A new report released Wednesday calculates that 5984 pedestrians were killed in motor-vehicle crashes in 2017, according to preliminary data. If those numbers hold, they’re essentially unchanged from the 5987 deaths documented one year earlier. Both are the highest numbers recorded since 6482 were killed in 1990, according to federal data.
The deadly figures are the continuation of a decade-long trend, according to the Governors Highway Safety Association (GHSA), which published the report. Over the past decade for which final numbers are available, the number of pedestrian fatalities increased 27 percent. All other traffic deaths fell by 14 percent in the same timeframe, though the overall numbers have been on their own steep climb over the past five years, reaching 37,461 deaths in 2016.
Those divergent trends highlight safety gains made by automakers, whose vehicles face more rigorous crash-test scrutiny and are now equipped with more active and passive safety systems, like collision-avoidance warnings. And they highlight the hostile road conditions that vulnerable road users are increasingly facing.

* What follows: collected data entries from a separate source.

//! Configuration providers.
//!
//! [`ConfigProvider`] is the capability the binary depends on; the
//! interactive first-run path lives entirely inside [`FileConfigProvider`]
//! so unattended deployments can use [`EnvConfigProvider`] or a
//! prompt-free file provider instead.

use std::path::{Path, PathBuf};

use super::defaults;
use super::error::{ConfigError, field};
use super::prompt::Prompter;
use super::settings::{Configuration, DnsSettings, NotificationSettings};

/// Something that can produce a validated [`Configuration`].
pub trait ConfigProvider {
    /// Loads the configuration.
    ///
    /// # Errors
    ///
    /// Returns [`ConfigError`] if no usable configuration can be produced.
    fn load(&mut self) -> Result<Configuration, ConfigError>;
}

/// Reads the JSON configuration file, bootstrapping it on first run.
///
/// When the file is missing and a [`Prompter`] is attached, every required
/// field is collected from the operator and written to the path before
/// being returned. Without a prompter a missing file is an error.
#[derive(Debug)]
pub struct FileConfigProvider<P> {
    path: PathBuf,
    prompter: Option<P>,
}

impl<P> FileConfigProvider<P> {
    /// Creates a provider that never prompts.
    #[must_use]
    pub fn new(path: impl Into<PathBuf>) -> Self {
        Self {
            path: path.into(),
            prompter: None,
        }
    }

    /// Attaches a prompter used when the file does not exist.
    #[must_use]
    pub fn with_prompter(mut self, prompter: P) -> Self {
        self.prompter = Some(prompter);
        self
    }

    /// Returns the path to the configuration file.
    #[must_use]
    pub fn path(&self) -> &Path {
        &self.path
    }
}

impl<P: Prompter> FileConfigProvider<P> {
    fn bootstrap(&mut self) -> Result<Configuration, ConfigError> {
        let Some(prompter) = self.prompter.as_mut() else {
            return Err(ConfigError::NotFound {
                path: self.path.clone(),
            });
        };

        let config = collect_configuration(prompter)?;
        config.validate()?;
        config.save(&self.path)?;
        tracing::debug!("Wrote new configuration to {}", self.path.display());

        Ok(config)
    }
}

impl<P: Prompter> ConfigProvider for FileConfigProvider<P> {
    fn load(&mut self) -> Result<Configuration, ConfigError> {
        tracing::debug!(
            "Config file {} exists? {}",
            self.path.display(),
            self.path.exists()
        );

        match Configuration::load(&self.path) {
            Err(ConfigError::NotFound { .. }) => self.bootstrap(),
            other => other,
        }
    }
}

/// Asks the operator for every field of a new configuration.
fn collect_configuration(prompter: &mut impl Prompter) -> Result<Configuration, ConfigError> {
    let mut ask = |label: &str| {
        prompter.ask(label).map_err(|source| ConfigError::Prompt {
            label: label.to_string(),
            source,
        })
    };

    let recipient_key = ask("Enter Pushover User Key")?;
    let app_key = ask("Enter Pushover App Key")?;
    let api_token = ask("Enter your Cloudflare API Token")?;
    let zone_id = ask("Enter your Cloudflare Zone ID")?;
    let domain = ask("Enter your Cloudflare Domain you'd like to update")?;

    Ok(Configuration {
        notification: NotificationSettings {
            recipient_key,
            app_key,
        },
        dns: DnsSettings {
            base_url: defaults::BASE_URL.to_string(),
            api_token,
            zone_id,
            domain,
        },
        ip_echo_url: None,
    })
}

/// Builds the configuration from `DDNS_*` environment variables.
///
/// The variable lookup is injectable so tests do not touch the process
/// environment.
pub struct EnvConfigProvider<F> {
    lookup: F,
}

impl EnvConfigProvider<fn(&str) -> Option<String>> {
    /// Creates a provider reading the process environment.
    #[must_use]
    pub fn from_process() -> Self {
        Self {
            lookup: |key| std::env::var(key).ok(),
        }
    }
}

impl<F: Fn(&str) -> Option<String>> EnvConfigProvider<F> {
    /// Creates a provider using a custom variable lookup.
    pub const fn with_lookup(lookup: F) -> Self {
        Self { lookup }
    }

    fn optional(&self, key: &str) -> Option<String> {
        (self.lookup)(key).filter(|v| !v.trim().is_empty())
    }

    fn required(&self, key: &str, name: &'static str) -> Result<String, ConfigError> {
        self.optional(key)
            .ok_or_else(|| ConfigError::missing(name, "Set the corresponding DDNS_* variable."))
    }
}

impl<F: Fn(&str) -> Option<String>> ConfigProvider for EnvConfigProvider<F> {
    fn load(&mut self) -> Result<Configuration, ConfigError> {
        use defaults::env;

        let config = Configuration {
            notification: NotificationSettings {
                recipient_key: self.required(env::RECIPIENT_KEY, field::RECIPIENT_KEY)?,
                app_key: self.required(env::APP_KEY, field::APP_KEY)?,
            },
            dns: DnsSettings {
                base_url: self
                    .optional(env::BASE_URL)
                    .unwrap_or_else(|| defaults::BASE_URL.to_string()),
                api_token: self.required(env::API_TOKEN, field::API_TOKEN)?,
                zone_id: self.required(env::ZONE_ID, field::ZONE_ID)?,
                domain: self.required(env::DOMAIN, field::DOMAIN)?,
            },
            ip_echo_url: self.optional(env::IP_ECHO_URL),
        };
        config.validate()?;

        Ok(config)
    }
}

/// Returns `config.json` in the directory holding the running executable.
///
/// # Errors
///
/// Returns [`ConfigError::ExecutableDir`] if the executable path is unknown.
pub fn default_config_path() -> Result<PathBuf, ConfigError> {
    let exe = std::env::current_exe().map_err(ConfigError::ExecutableDir)?;
    let dir = exe.parent().map(Path::to_path_buf).unwrap_or_default();
    Ok(dir.join(defaults::CONFIG_FILE_NAME))
}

“Two consecutive years of 6000 pedestrian deaths is a red flag for all of us in the traffic safety community,” said Jonathan Adkins, GHSA executive director. “These levels are no longer a blip, but unfortunately a sustained trend. We can’t afford to let this be the new normal.”

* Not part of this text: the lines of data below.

use super::types::ChecklistResults;
use crate::runner::state::CheckStatus;
use anyhow::Result;
use std::path::Path;

/// Generate HTML report
pub async fn generate(results: &ChecklistResults, output: Option<&Path>) -> Result<()> {
    let html = generate_html(results);

    if let Some(path) = output {
        std::fs::write(path, html)?;
        println!("HTML report saved to: {}", path.display());
    } else {
        println!("{}", html);
    }

    Ok(())
}

/// Write report.html into `output_dir`
pub fn write_report(results: &ChecklistResults, output_dir: &Path) -> Result<std::path::PathBuf> {
    let path = output_dir.join("report.html");
    std::fs::write(&path, generate_html(results))?;
    Ok(path)
}

pub fn generate_html(results: &ChecklistResults) -> String {
    let report = &results.report;
    let total = report.outcomes().len();
    let pass_rate = if total > 0 {
        (report.passed_count() as f64 / total as f64 * 100.0) as u32
    } else {
        0
    };
    let (run_status_text, run_status_class) = if report.all_passed() {
        ("Passed", "passed")
    } else {
        ("Failed", "failed")
    };

    let mut checks_html = String::new();
    for (i, outcome) in report.outcomes().iter().enumerate() {
        let (status_icon, status_class) = match outcome.status {
            CheckStatus::Passed => ("✓", "passed"),
            CheckStatus::Failed => ("✗", "failed"),
            CheckStatus::Skipped => ("○", "skipped"),
        };

        let detail_html = match outcome.status {
            CheckStatus::Passed => format!(
                r#"<div class="detail">{}</div>"#,
                html_escape(&outcome.detail)
            ),
            _ => format!(
                r#"<div class="error-message">{}</div>"#,
                html_escape(&outcome.detail)
            ),
        };

        checks_html.push_str(&format!(
            r#"
                <div class="check {status_class}">
                    <div class="check-icon">{status_icon}</div>
                    <div class="check-content">
                        <div class="check-name">{}. {}</div>
                        <div class="check-meta">
                            <span class="duration">{}ms</span>
                            <span class="timestamp">{}</span>
                        </div>
                        {detail_html}
                    </div>
                </div>
            "#,
            i + 1,
            html_escape(&outcome.check_name),
            outcome.duration_ms,
            outcome.timestamp.format("%H:%M:%S%.3f"),
        ));
    }

    format!(
        r#"<!DOCTYPE html>
<html lang="en">
<head>
    <meta charset="UTF-8">
    <meta name="viewport" content="width=device-width, initial-scale=1.0">
    <title>Checklist Report - {checklist}</title>
    <style>
        :root {{
            --bg-primary: #0a0f1d;
            --bg-secondary: #141b2d;
            --bg-tertiary: #1f2937;
            --border: #374151;
            --text-primary: #f9fafb;
            --text-secondary: #9ca3af;
            --green: #10b981;
            --red: #ef4444;
            --yellow: #f59e0b;
            --purple: #8b5cf6;
        }}
        * {{ margin: 0; padding: 0; box-sizing: border-box; }}
        body {{
            font-family: system-ui, -apple-system, sans-serif;
            background: var(--bg-primary);
            color: var(--text-primary);
            line-height: 1.5;
            padding: 3rem 1rem;
        }}
        .container {{ max-width: 1000px; margin: 0 auto; }}
        header {{
            margin-bottom: 2.5rem;
            display: flex;
            justify-content: space-between;
            align-items: flex-end;
        }}
        h1 {{ font-size: 2rem; font-weight: 800; }}
        .eyebrow {{
            font-size: 0.875rem;
            font-weight: 600;
            color: var(--purple);
            text-transform: uppercase;
            letter-spacing: 0.1em;
        }}
        .badge {{
            padding: 0.25rem 0.75rem;
            border-radius: 9999px;
            font-size: 0.75rem;
            font-weight: 600;
            text-transform: uppercase;
        }}
        .badge.passed {{ background: rgba(16, 185, 129, 0.1); color: var(--green); }}
        .badge.failed {{ background: rgba(239, 68, 68, 0.1); color: var(--red); }}
        .summary {{
            display: grid;
            grid-template-columns: repeat(auto-fit, minmax(180px, 1fr));
            gap: 1.25rem;
            margin-bottom: 2.5rem;
        }}
        .stat {{
            background: var(--bg-secondary);
            border: 1px solid var(--border);
            padding: 1.25rem;
            border-radius: 1rem;
        }}
        .stat-value {{ font-size: 2.25rem; font-weight: 800; }}
        .stat-label {{
            color: var(--text-secondary);
            font-size: 0.8125rem;
            text-transform: uppercase;
            letter-spacing: 0.05em;
        }}
        .stat.passed .stat-value {{ color: var(--green); }}
        .stat.failed .stat-value {{ color: var(--red); }}
        .stat.skipped .stat-value {{ color: var(--yellow); }}
        .progress-bar {{
            background: var(--bg-secondary);
            height: 12px;
            border-radius: 6px;
            overflow: hidden;
            border: 1px solid var(--border);
            margin-bottom: 3rem;
        }}
        .progress-fill {{
            height: 100%;
            background: linear-gradient(90deg, var(--green), #34d399);
        }}
        .checks {{
            background: var(--bg-secondary);
            border: 1px solid var(--border);
            border-radius: 1.25rem;
            padding: 1rem 1.5rem;
        }}
        .check {{
            padding: 1rem;
            border-radius: 0.75rem;
            display: flex;
            align-items: flex-start;
            gap: 1rem;
        }}
        .check:hover {{ background: var(--bg-tertiary); }}
        .check-icon {{
            width: 2rem;
            height: 2rem;
            display: flex;
            align-items: center;
            justify-content: center;
            border-radius: 0.5rem;
            font-size: 1.25rem;
            flex-shrink: 0;
        }}
        .check.passed .check-icon {{ background: rgba(16, 185, 129, 0.1); color: var(--green); }}
        .check.failed .check-icon {{ background: rgba(239, 68, 68, 0.1); color: var(--red); }}
        .check.skipped .check-icon {{ background: rgba(245, 158, 11, 0.1); color: var(--yellow); }}
        .check-content {{ flex: 1; }}
        .check-name {{ font-family: monospace; font-size: 0.9375rem; font-weight: 500; }}
        .check-meta {{ display: flex; gap: 1rem; margin-top: 0.25rem; }}
        .duration {{ color: var(--text-secondary); font-size: 0.75rem; }}
        .timestamp {{ color: var(--text-secondary); font-size: 0.75rem; font-family: monospace; }}
        .detail {{ color: var(--text-secondary); font-size: 0.8125rem; margin-top: 0.5rem; word-break: break-all; }}
        .error-message {{
            background: rgba(239, 68, 68, 0.1);
            border-radius: 0.5rem;
            padding: 0.75rem;
            margin-top: 0.75rem;
            color: #fca5a5;
            font-size: 0.8125rem;
            font-family: monospace;
            border: 1px solid rgba(239, 68, 68, 0.2);
        }}
        .meta {{
            margin-top: 3rem;
            padding-top: 2rem;
            border-top: 1px solid var(--border);
            color: var(--text-secondary);
            font-size: 0.875rem;
            display: flex;
            justify-content: center;
            gap: 2rem;
        }}
    </style>
</head>
<body>
    <div class="container">
        <header>
            <div>
                <div class="eyebrow">Checklist on {backend}</div>
                <h1>{checklist} <span class="badge {run_status_class}">{run_status_text}</span></h1>
            </div>
            <div style="text-align: right;">
                <div style="font-size: 0.875rem; color: var(--text-secondary);">Run Duration</div>
                <div style="font-size: 1.25rem; font-weight: 700;">{duration}</div>
            </div>
        </header>

        <div class="summary">
            <div class="stat">
                <div class="stat-value">{total}</div>
                <div class="stat-label">Checks</div>
            </div>
            <div class="stat passed">
                <div class="stat-value">{passed}</div>
                <div class="stat-label">Passed</div>
            </div>
            <div class="stat failed">
                <div class="stat-value">{failed}</div>
                <div class="stat-label">Failed</div>
            </div>
            <div class="stat skipped">
                <div class="stat-value">{skipped}</div>
                <div class="stat-label">Skipped</div>
            </div>
        </div>

        <div class="progress-bar">
            <div class="progress-fill" style="width: {pass_rate}%"></div>
        </div>

        <div class="checks">
            {checks_html}
        </div>

        <div class="meta">
            <span>Run: {run_id}</span>
            <span>Started: {started}</span>
            <span>Generated: {generated}</span>
        </div>
    </div>
</body>
</html>"#,
        checklist = html_escape(&results.checklist),
        backend = html_escape(&results.backend),
        duration = format_duration(report.duration_ms()),
        passed = report.passed_count(),
        failed = report.failed_count(),
        skipped = report.skipped_count(),
        run_id = html_escape(&results.run_id),
        started = report.started_at().to_rfc3339(),
        generated = html_escape(&results.generated_at),
    )
}

fn html_escape(s: &str) -> String {
    s.replace('&', "&amp;")
        .replace('<', "&lt;")
        .replace('>', "&gt;")
        .replace('"', "&quot;")
}

fn format_duration(ms: u64) -> String {
    if ms < 1000 {
        format!("{}ms", ms)
    } else if ms < 60000 {
        format!("{:.1}s", ms as f64 / 1000.0)
    } else {
        let minutes = ms / 60000;
        let seconds = (ms % 60000) as f64 / 1000.0;
        format!("{}m {:.0}s", minutes, seconds)
    }
}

Pedestrians now account for 16 percent of all traffic deaths, the largest proportion in 33 years. Transportation officials both in the government and in safety organizations have been scrambling to address the decade-long rise, and in some respects, the plateau between the 2016 and 2017 numbers suggests their efforts may have thwarted further increases.
But the source of the scourge remains nebulous—everything from more driving because of improving economic conditions to lower fuel prices and warmer weather patterns may have contributed to the numbers. The GHSA report raises the questions—but does not definitively answer—whether the legalization of marijuana in some states and the rise in smartphone use may be culprits.

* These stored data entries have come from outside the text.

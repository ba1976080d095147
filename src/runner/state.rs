use chrono::{DateTime, Utc};
use serde::{Deserialize, Serialize};
use std::fmt;
use std::time::Instant;

/// Final status of one check
#[derive(Debug, Clone, Copy, Serialize, Deserialize, PartialEq, Eq)]
#[serde(rename_all = "lowercase")]
pub enum CheckStatus {
    Passed,
    Failed,
    Skipped,
}

impl CheckStatus {
    pub fn as_str(&self) -> &'static str {
        match self {
            CheckStatus::Passed => "passed",
            CheckStatus::Failed => "failed",
            CheckStatus::Skipped => "skipped",
        }
    }
}

impl fmt::Display for CheckStatus {
    fn fmt(&self, f: &mut fmt::Formatter<'_>) -> fmt::Result {
        f.write_str(self.as_str())
    }
}

/// Recorded result of executing one check
#[derive(Debug, Clone, Serialize, Deserialize, PartialEq)]
#[serde(rename_all = "camelCase")]
pub struct Outcome {
    pub check_name: String,
    pub status: CheckStatus,
    pub detail: String,
    pub timestamp: DateTime<Utc>,
    pub duration_ms: u64,
}

impl Outcome {
    pub fn passed(check_name: &str, detail: String, duration_ms: u64) -> Self {
        Self::new(check_name, CheckStatus::Passed, detail, duration_ms)
    }

    pub fn failed(check_name: &str, detail: String, duration_ms: u64) -> Self {
        Self::new(check_name, CheckStatus::Failed, detail, duration_ms)
    }

    pub fn skipped(check_name: &str, reason: &str) -> Self {
        Self::new(check_name, CheckStatus::Skipped, reason.to_string(), 0)
    }

    fn new(check_name: &str, status: CheckStatus, detail: String, duration_ms: u64) -> Self {
        Self {
            check_name: check_name.to_string(),
            status,
            detail,
            timestamp: Utc::now(),
            duration_ms,
        }
    }
}

/// Lifecycle of a run
#[derive(Debug, Clone, Copy, PartialEq, Eq)]
pub enum RunPhase {
    NotStarted,
    Running,
    Completed,
}

/// Mutable state of a run in progress. Consumed by `finish` into a `Report`.
#[derive(Debug)]
pub struct RunState {
    run_id: String,
    phase: RunPhase,
    outcomes: Vec<Outcome>,
    started_at: Option<DateTime<Utc>>,
    started_instant: Option<Instant>,
}

impl RunState {
    pub fn new(run_id: &str) -> Self {
        Self {
            run_id: run_id.to_string(),
            phase: RunPhase::NotStarted,
            outcomes: Vec::new(),
            started_at: None,
            started_instant: None,
        }
    }

    pub fn phase(&self) -> RunPhase {
        self.phase
    }

    pub fn start(&mut self) {
        self.phase = RunPhase::Running;
        self.started_at = Some(Utc::now());
        self.started_instant = Some(Instant::now());
    }

    pub fn record(&mut self, outcome: Outcome) {
        debug_assert_eq!(self.phase, RunPhase::Running, "outcome recorded outside a run");
        self.outcomes.push(outcome);
    }

    /// Outcomes recorded so far, in execution order
    pub fn outcomes(&self) -> &[Outcome] {
        &self.outcomes
    }

    pub fn finish(mut self) -> Report {
        self.phase = RunPhase::Completed;
        let finished_at = Utc::now();
        let duration_ms = self
            .started_instant
            .map(|start| start.elapsed().as_millis() as u64)
            .unwrap_or(0);

        Report {
            run_id: self.run_id,
            started_at: self.started_at.unwrap_or(finished_at),
            finished_at,
            duration_ms,
            outcomes: self.outcomes,
        }
    }
}

/// Ordered outcomes of one completed run
///
/// A `Report` is only produced when a run completes and has no mutators,
/// so once handed out it never changes.
#[derive(Debug, Clone, Serialize, Deserialize, PartialEq)]
#[serde(rename_all = "camelCase")]
pub struct Report {
    run_id: String,
    started_at: DateTime<Utc>,
    finished_at: DateTime<Utc>,
    duration_ms: u64,
    outcomes: Vec<Outcome>,
}

impl Report {
    pub fn run_id(&self) -> &str {
        &self.run_id
    }

    pub fn outcomes(&self) -> &[Outcome] {
        &self.outcomes
    }

    pub fn started_at(&self) -> DateTime<Utc> {
        self.started_at
    }

    pub fn finished_at(&self) -> DateTime<Utc> {
        self.finished_at
    }

    pub fn duration_ms(&self) -> u64 {
        self.duration_ms
    }

    pub fn outcome(&self, check_name: &str) -> Option<&Outcome> {
        self.outcomes.iter().find(|o| o.check_name == check_name)
    }

    pub fn passed_count(&self) -> usize {
        self.count(CheckStatus::Passed)
    }

    pub fn failed_count(&self) -> usize {
        self.count(CheckStatus::Failed)
    }

    pub fn skipped_count(&self) -> usize {
        self.count(CheckStatus::Skipped)
    }

    /// True iff every outcome passed
    pub fn all_passed(&self) -> bool {
        self.outcomes
            .iter()
            .all(|o| o.status == CheckStatus::Passed)
    }

    /// Human-readable summary: one line per outcome followed by the totals
    pub fn summarize(&self) -> String {
        let mut lines: Vec<String> = self
            .outcomes
            .iter()
            .enumerate()
            .map(|(i, o)| format!("{}. {}: {} — {}", i + 1, o.check_name, o.status, o.detail))
            .collect();

        lines.push(format!(
            "{} checks: {} passed, {} failed, {} skipped",
            self.outcomes.len(),
            self.passed_count(),
            self.failed_count(),
            self.skipped_count()
        ));
        lines.join("\n")
    }

    fn count(&self, status: CheckStatus) -> usize {
        self.outcomes.iter().filter(|o| o.status == status).count()
    }
}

““When it comes to deaths on our roads, our nation
seems content to simply tread water.”
– Deborah A.P. Hersman, National Safety Council
“Without making a direct correlation or claiming a definitive link, more recent factors contributing to the increase in pedestrian fatalities might include the growing number of state and local governments that have decriminalized the recreational use of marijuana, which can impair judgment and reaction time for all road users,” the report said.
Several states where marijuana use has become legal collectively logged a 16.4 percent increase in pedestrian deaths during the first six months of 2017 compared to the first six months of 2016. (The states named in the study were Alaska, Colorado, Maine, Massachusetts, Nevada, Oregon, and Washington, plus the District of Columbia.) All other states reported a collective 5.8 percent decrease during the same period.
The national average is 1.9 pedestrian deaths per 100,000 residents. But the number of states with a fatality rate at or above 2.0 per 100,000 residents has more than doubled, from seven in 2014 to 15 in 2016. In the nation’s 10 largest cities, the GHSA report found a 28 percent increase in fatalities, even though more cities are adopting Vision Zero goals of eradicating traffic deaths through redesigned infrastructure and more aggressive enforcement.
Los Angeles County holds special distinction as being the most deadly county for pedestrians: 265 were killed there in 2016, the latest year for which county-specific numbers were available. That’s nearly double the second highest: Maricopa County, Arizona, which contains Phoenix and its suburbs, had 133 pedestrian deaths in 2016.
The latest figures were discouraging to safety organizations that have tracked the increase closely and lobbied for a more aggressive response from federal safety regulators. “When it comes to deaths on our roads, our nation seems content to simply tread water,” said Deborah A.P. Hersman, president and CEO of the National Safety Council. “We are apathetic to the issue, and this complacency is killing us.”